- TASK REQUIREMENTS -
Your answer should reproduce every line of the material in which the word "単発キャプチャ" occurs.

□ □ □ □ □

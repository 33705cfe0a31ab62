use std::path::PathBuf;

use async_trait::async_trait;

use crate::domain::errors::DiagnosticsError;
use crate::domain::models::ConvergenceMetrics;

/// Inputs of one diagnostics run
#[derive(Debug, Clone, PartialEq, Eq)]
pub struct DiagnosticsRequest {
    /// Output bases of the chains to compare
    pub chain_outputs: Vec<PathBuf>,
    /// Base for the comparison outputs (`<base>.bpcomp`, `<base>.tracecomp`)
    pub comparison_base: PathBuf,
    /// Samples discarded from the start of every chain
    pub burnin: u64,
}

/// Computes cross-chain convergence metrics.
///
/// Implementations may shell out to the Phylobayes comparison tools or
/// compute the statistics in process; the supervisor does not care which.
#[async_trait]
pub trait DiagnosticsCollector: Send + Sync {
    async fn compute(
        &self,
        request: &DiagnosticsRequest,
    ) -> Result<ConvergenceMetrics, DiagnosticsError>;
}
//! キャプチャ・検出コントローラーモジュール
//!
//! プレビュー開始、単発キャプチャ、スキャンモード（繰り返しタイマー）、
//! 手動送信を制御する状態機械の本体。
//!
//! # 並行性モデル
//! セッションの変更はすべてControllerを駆動するスレッド上で直列に適用される。
//! 検出APIの送信はワーカースレッドにfire-and-forgetで発行され、
//! 結果はcrossbeamチャネル経由で戻り、`pump()` / `run()` が1件ずつ
//! 完結実行で適用する。レスポンスハンドラ同士が交錯することはない。
//!
//! # レースポリシー
//! 複数のin-flight送信は発行順と無関係に完了する。最初に観測された
//! 成功だけが適用され（single-flight-result）、以降の結果はセッションが
//! すべて破棄する。キャンセルチャネルは存在しない: スキャンモード停止は
//! 新規発行を止めるだけで、in-flightの送信は完了まで走る。
//! セッションを跨ぐ結果は世代番号の不一致で破棄され、新セッションには
//! 一切適用されない。

use crate::application::stats::ScanStats;
use crate::domain::{
    AppConfig, CaptureSession, DetectionOutcome, DetectionPort, EncodedImage, FrameSourcePort,
    OutcomeDisposition, RasterizerPort, ScanResult, SessionObserver, SessionSnapshot,
    SessionState,
};
use crossbeam_channel::{never, select, tick, unbounded, Receiver, Sender};
use std::sync::Arc;
use std::time::{Duration, Instant};

/// Presentation層からControllerへ送る操作コマンド
#[derive(Debug, Clone, Copy, PartialEq, Eq)]
pub enum Command {
    /// プレビュー開始（新セッション）
    StartPreview,
    /// 単発キャプチャ＋送信
    CaptureOnce,
    /// スキャンモード開始
    StartScanMode,
    /// スキャンモード停止
    StopScanMode,
    /// 手動送信（最後のキャプチャ画像、なければ画像なし）
    SubmitCurrentCapture,
    /// セッション破棄
    Reset,
    /// ループ終了
    Shutdown,
}

/// ワーカースレッドから戻る送信結果
#[derive(Debug)]
struct SubmissionOutcome {
    result: ScanResult<DetectionOutcome>,
    dispatched_at: Instant,
    /// 発行元セッションの世代番号
    generation: u64,
}

/// キャプチャ・検出コントローラー
pub struct Controller<S, R, D, O>
where
    S: FrameSourcePort,
    R: RasterizerPort,
    D: DetectionPort + 'static,
    O: SessionObserver,
{
    source: S,
    rasterizer: R,
    detection: Arc<D>,
    observer: O,
    session: CaptureSession,
    /// 現在のセッションの世代番号
    ///
    /// `start_preview` / `reset` のたびに増える。破棄された旧セッションが
    /// 発行した送信の結果が新セッションへ適用されるのを防ぐ。
    generation: u64,
    stats: ScanStats,
    target_width: u32,
    scan_interval: Duration,
    outcome_tx: Sender<SubmissionOutcome>,
    outcome_rx: Receiver<SubmissionOutcome>,
    /// スキャンモードの繰り返しタイマー（armed時のみSome）
    scan_ticker: Option<Receiver<Instant>>,
}

impl<S, R, D, O> Controller<S, R, D, O>
where
    S: FrameSourcePort,
    R: RasterizerPort,
    D: DetectionPort + 'static,
    O: SessionObserver,
{
    /// 新しいControllerを作成
    pub fn new(source: S, rasterizer: R, detection: D, observer: O, config: &AppConfig) -> Self {
        let (outcome_tx, outcome_rx) = unbounded();
        Self {
            source,
            rasterizer,
            detection: Arc::new(detection),
            observer,
            session: CaptureSession::new(),
            generation: 0,
            stats: ScanStats::new(),
            target_width: config.capture.target_width,
            scan_interval: config.capture.scan_interval(),
            outcome_tx,
            outcome_rx,
            scan_ticker: None,
        }
    }

    // ===== Presentation向け操作 =====

    /// プレビューを開始する（新セッション、バナークリア）
    ///
    /// フレームソース取得失敗はFailed状態＋通知に変換され、
    /// 呼び出し側へは決して伝播しない。自動リトライもしない。
    pub fn start_preview(&mut self) {
        self.session = CaptureSession::new();
        self.generation += 1;
        self.stats.reset();
        self.scan_ticker = None;

        match self.source.acquire_live_feed() {
            Ok(()) => {
                tracing::info!("Live preview started");
                self.session.begin_preview();
            }
            Err(e) => {
                tracing::error!("Failed to acquire live feed: {}", e);
                self.session.fail_source(&e);
            }
        }
        self.notify();
    }

    /// 現在フレームをキャプチャして1回送信する
    ///
    /// フィードが最初の有効フレームを報告するまで（"canplay" 前）はno-op。
    /// プレビュー未開始・検出成功後・Failed状態でもno-op。
    pub fn capture_once(&mut self) {
        if !self.session.can_capture() {
            tracing::warn!(
                "capture_once ignored: state={:?}, detected={}",
                self.session.state(),
                self.session.is_detected()
            );
            return;
        }
        if !self.source.is_ready() {
            tracing::warn!("capture_once ignored: live feed not ready");
            return;
        }

        let image = match self.rasterize_current_frame() {
            Ok(image) => image,
            Err(e) => {
                tracing::warn!("Frame capture failed: {}", e);
                self.session.record_soft_error(&e);
                self.notify();
                return;
            }
        };

        self.session.begin_capture(image.clone());
        self.notify();
        self.session.begin_submission();
        self.notify();
        self.dispatch(Some(image));
    }

    /// スキャンモードを開始する
    ///
    /// 周期タイマーを起動し、tickごとに現在フレームを再キャプチャして
    /// 新しい送信を発行する。前のtickの送信が未完了でも待たない
    /// （fire-and-forget。in-flight数は1を超え得る）。
    pub fn start_scan_mode(&mut self) {
        if !self.session.arm_scan_timer() {
            tracing::warn!(
                "start_scan_mode ignored: state={:?}, detected={}",
                self.session.state(),
                self.session.is_detected()
            );
            return;
        }
        self.scan_ticker = Some(tick(self.scan_interval));
        tracing::info!("Scan mode armed: interval={}ms", self.scan_interval.as_millis());
        self.notify();
    }

    /// スキャンモードを停止する
    ///
    /// タイマーを止めるだけで、in-flightの送信はキャンセルしない。
    /// 遅れて到着した結果はレースポリシーに従って適用・破棄される。
    pub fn stop_scan_mode(&mut self) {
        self.session.disarm_scan_timer();
        self.scan_ticker = None;
        tracing::info!("Scan mode disarmed");
        self.notify();
    }

    /// 手動送信（フォームsubmit相当）
    ///
    /// 最後にキャプチャした画像があればそれを、なければ画像なしで送信する。
    pub fn submit_current_capture(&mut self) {
        if self.session.is_detected() || self.session.state() == SessionState::Failed {
            tracing::warn!(
                "submit_current_capture ignored: state={:?}",
                self.session.state()
            );
            return;
        }

        let image = self.session.last_captured_image().cloned();
        if image.is_none() {
            tracing::info!("Submitting without captured image");
        }
        self.session.begin_submission();
        self.notify();
        self.dispatch(image);
    }

    /// セッションを破棄してIdleに戻す
    pub fn reset(&mut self) {
        self.session = CaptureSession::new();
        self.generation += 1;
        self.stats.reset();
        self.scan_ticker = None;
        self.notify();
    }

    // ===== 駆動ループ =====

    /// コマンドチャネル駆動のメインループ（ブロッキング）
    ///
    /// コマンド・スキャンtick・送信結果を単一スレッドでselectし、
    /// 各ハンドラを完結実行する。Shutdownまたはチャネル切断で戻る。
    pub fn run(&mut self, commands: Receiver<Command>) {
        let outcomes = self.outcome_rx.clone();
        loop {
            let ticker = self.scan_ticker.clone().unwrap_or_else(never);
            select! {
                recv(commands) -> msg => match msg {
                    Ok(Command::Shutdown) | Err(_) => {
                        self.stats.report();
                        return;
                    }
                    Ok(command) => self.handle_command(command),
                },
                recv(outcomes) -> msg => match msg {
                    Ok(outcome) => self.handle_outcome(outcome),
                    Err(_) => return,
                },
                recv(ticker) -> msg => {
                    if msg.is_ok() {
                        self.scan_tick();
                    }
                }
            }
        }
    }

    /// 保留中のイベントを指定時間まで処理する（テスト・組み込み駆動用）
    ///
    /// 送信結果とスキャンtickを到着順に適用し、timeout経過で戻る。
    pub fn pump(&mut self, timeout: Duration) {
        let deadline = Instant::now() + timeout;
        let outcomes = self.outcome_rx.clone();
        loop {
            let remaining = deadline.saturating_duration_since(Instant::now());
            if remaining.is_zero() {
                return;
            }
            let ticker = self.scan_ticker.clone().unwrap_or_else(never);
            select! {
                recv(outcomes) -> msg => match msg {
                    Ok(outcome) => self.handle_outcome(outcome),
                    Err(_) => return,
                },
                recv(ticker) -> msg => {
                    if msg.is_ok() {
                        self.scan_tick();
                    }
                }
                default(remaining) => return,
            }
        }
    }

    // ===== 読み取り =====

    /// 現在のセッションスナップショット
    pub fn snapshot(&self) -> SessionSnapshot {
        self.session.snapshot()
    }

    /// セッション統計
    pub fn stats(&self) -> &ScanStats {
        &self.stats
    }

    // ===== 内部処理 =====

    fn handle_command(&mut self, command: Command) {
        match command {
            Command::StartPreview => self.start_preview(),
            Command::CaptureOnce => self.capture_once(),
            Command::StartScanMode => self.start_scan_mode(),
            Command::StopScanMode => self.stop_scan_mode(),
            Command::SubmitCurrentCapture => self.submit_current_capture(),
            Command::Reset => self.reset(),
            Command::Shutdown => {}
        }
    }

    /// スキャンタイマーのtick処理
    ///
    /// 検出成功が確定していない間のみ、capture_once相当を実行する。
    fn scan_tick(&mut self) {
        if !self.session.scan_timer_active() || self.session.is_detected() {
            return;
        }
        if !self.source.is_ready() {
            tracing::debug!("Scan tick skipped: live feed not ready");
            return;
        }

        match self.rasterize_current_frame() {
            Ok(image) => {
                self.session.begin_capture(image.clone());
                self.notify();
                self.session.begin_submission();
                self.notify();
                self.dispatch(Some(image));
            }
            Err(e) => {
                // 次のtickで自然に再試行されるため非致命
                tracing::warn!("Scan tick capture failed: {}", e);
                self.session.record_soft_error(&e);
                self.notify();
            }
        }
    }

    /// 現在フレームを取得して目標幅の静止画へエンコード
    fn rasterize_current_frame(&mut self) -> ScanResult<EncodedImage> {
        let frame = self.source.current_frame()?;
        self.rasterizer.capture(&frame, self.target_width)
    }

    /// 送信をワーカースレッドへ発行（fire-and-forget）
    fn dispatch(&mut self, image: Option<EncodedImage>) {
        self.stats.record_dispatch();
        let detection = Arc::clone(&self.detection);
        let tx = self.outcome_tx.clone();
        let dispatched_at = Instant::now();
        let generation = self.generation;

        std::thread::spawn(move || {
            let result = detection.submit(image.as_ref());
            // Controller側が先に破棄されていた場合は結果ごと捨てるだけでよい
            let _ = tx.send(SubmissionOutcome {
                result,
                dispatched_at,
                generation,
            });
        });
    }

    /// 送信結果を1件適用する
    fn handle_outcome(&mut self, outcome: SubmissionOutcome) {
        // 破棄済みセッションが発行した送信の結果は新セッションに触れない
        if outcome.generation != self.generation {
            self.stats.record_discarded();
            tracing::debug!("Response from superseded session discarded");
            return;
        }

        self.stats.record_round_trip(outcome.dispatched_at.elapsed());

        match self.session.apply_outcome(outcome.result) {
            OutcomeDisposition::Detected => {
                self.stats.record_detection();
                self.scan_ticker = None;
                let has_document = self
                    .session
                    .last_result()
                    .map(|r| r.document.is_some())
                    .unwrap_or(false);
                tracing::info!("Document detected (document bytes: {})", has_document);
                self.notify();
            }
            OutcomeDisposition::SoftError => {
                self.stats.record_error();
                tracing::warn!(
                    "Detection attempt failed: {}",
                    self.session.last_error().unwrap_or("unknown")
                );
                self.notify();
            }
            OutcomeDisposition::Discarded => {
                self.stats.record_discarded();
                tracing::debug!("Late response discarded after detection");
            }
        }
    }

    /// 状態遷移をPresentation層へ通知
    fn notify(&self) {
        self.observer.on_transition(&self.session.snapshot());
    }
}
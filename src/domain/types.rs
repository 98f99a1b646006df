/// コア型定義
///
/// Domain層の中心となるデータ構造。
/// キャプチャから検出レスポンスまで、すべての処理で共有される型。

use serde::{Deserialize, Serialize};
use std::time::Instant;

use crate::domain::{ScanError, ScanResult};

/// ライブフィードから取得した生フレームデータ（RGBA8、連続メモリ）
#[derive(Debug, Clone)]
pub struct Frame {
    /// フレーム取得時刻
    pub timestamp: Instant,
    /// フレーム画像データ（RGBA形式、width * height * 4 バイト）
    pub data: Vec<u8>,
    /// 画像の幅
    pub width: u32,
    /// 画像の高さ
    pub height: u32,
}

impl Frame {
    /// 新しいフレームを作成
    pub fn new(data: Vec<u8>, width: u32, height: u32) -> Self {
        Self {
            timestamp: Instant::now(),
            data,
            width,
            height,
        }
    }

    /// アスペクト比を保存した目標高さを計算
    ///
    /// `target_height = source_height / (source_width / target_width)`
    ///
    /// f64で計算し最近傍へ丸める。割り切れない比率でも決定的な値を返す。
    ///
    /// # Returns
    /// - `Ok(u32)`: 目標高さ（1以上）
    /// - `Err(ScanError::Encode)`: 幅が0の場合
    pub fn scaled_height(&self, target_width: u32) -> ScanResult<u32> {
        scaled_height(self.width, self.height, target_width)
    }
}

/// アスペクト比を保存した目標高さの計算（Frameに依存しない形）
pub fn scaled_height(source_width: u32, source_height: u32, target_width: u32) -> ScanResult<u32> {
    if source_width == 0 || target_width == 0 {
        return Err(ScanError::Encode(format!(
            "invalid widths: source={}, target={}",
            source_width, target_width
        )));
    }
    let ratio = source_width as f64 / target_width as f64;
    let height = (source_height as f64 / ratio).round() as u32;
    // 高さ0の画像はエンコードできないため最低1ピクセルを保証
    Ok(height.max(1))
}

/// エンコード済み静止画（PNG）
#[derive(Debug, Clone, PartialEq, Eq)]
pub struct EncodedImage {
    /// エンコード済みバイト列
    pub data: Vec<u8>,
    /// 画像の幅
    pub width: u32,
    /// 画像の高さ
    pub height: u32,
}

/// 検出APIのレスポンスコード
#[derive(Debug, Clone, Copy, PartialEq, Eq, Serialize, Deserialize)]
#[serde(rename_all = "UPPERCASE")]
pub enum ResponseCode {
    /// 検出成功
    Ok,
    /// 検出失敗（整形式レスポンス）
    Error,
}

/// 検出APIの構造化結果
///
/// `document` は切り出し済みドキュメント画像のバイト列（base64デコード済み）。
/// code == Ok かつ document なしは正当なレスポンス（成功として扱う）。
#[derive(Debug, Clone, PartialEq, Eq)]
pub struct DetectionOutcome {
    /// レスポンスコード
    pub code: ResponseCode,
    /// 切り出し済みドキュメント画像（存在する場合）
    pub document: Option<Vec<u8>>,
}

impl DetectionOutcome {
    /// 成功レスポンスを作成
    pub fn ok(document: Option<Vec<u8>>) -> Self {
        Self {
            code: ResponseCode::Ok,
            document,
        }
    }

    /// 失敗レスポンスを作成
    pub fn error() -> Self {
        Self {
            code: ResponseCode::Error,
            document: None,
        }
    }

    /// 検出成功かどうか
    pub fn is_ok(&self) -> bool {
        self.code == ResponseCode::Ok
    }
}
/// ログ出力Observerアダプタ
///
/// Presentation層の代替として状態遷移をログに出力する。
/// Controllerはレンダリング面に触れないため、バイナリではこれが通知先になる。

use crate::domain::{SessionObserver, SessionSnapshot, SessionState};

/// 状態遷移をtracingへ出力するObserver
pub struct LogObserver;

impl SessionObserver for LogObserver {
    fn on_transition(&self, snapshot: &SessionSnapshot) {
        match snapshot.state {
            SessionState::Detected => {
                let document_bytes = snapshot
                    .last_result
                    .as_ref()
                    .and_then(|r| r.document.as_ref().map(|d| d.len()))
                    .unwrap_or(0);
                tracing::info!(
                    "Session transition: state={:?}, document_bytes={}",
                    snapshot.state,
                    document_bytes
                );
            }
            SessionState::Failed => {
                tracing::error!(
                    "Session transition: state={:?}, error={:?}",
                    snapshot.state,
                    snapshot.error
                );
            }
            _ => {
                tracing::debug!(
                    "Session transition: state={:?}, pending={}, timer={}, error={:?}",
                    snapshot.state,
                    snapshot.pending_requests,
                    snapshot.scan_timer_active,
                    snapshot.error
                );
            }
        }
    }
}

□ □ □ □ □

- ANSWER BELOW -
//! プレビュー開始、単発キャプチャ、スキャンモード（繰り返しタイマー）、
    /// 単発キャプチャ＋送信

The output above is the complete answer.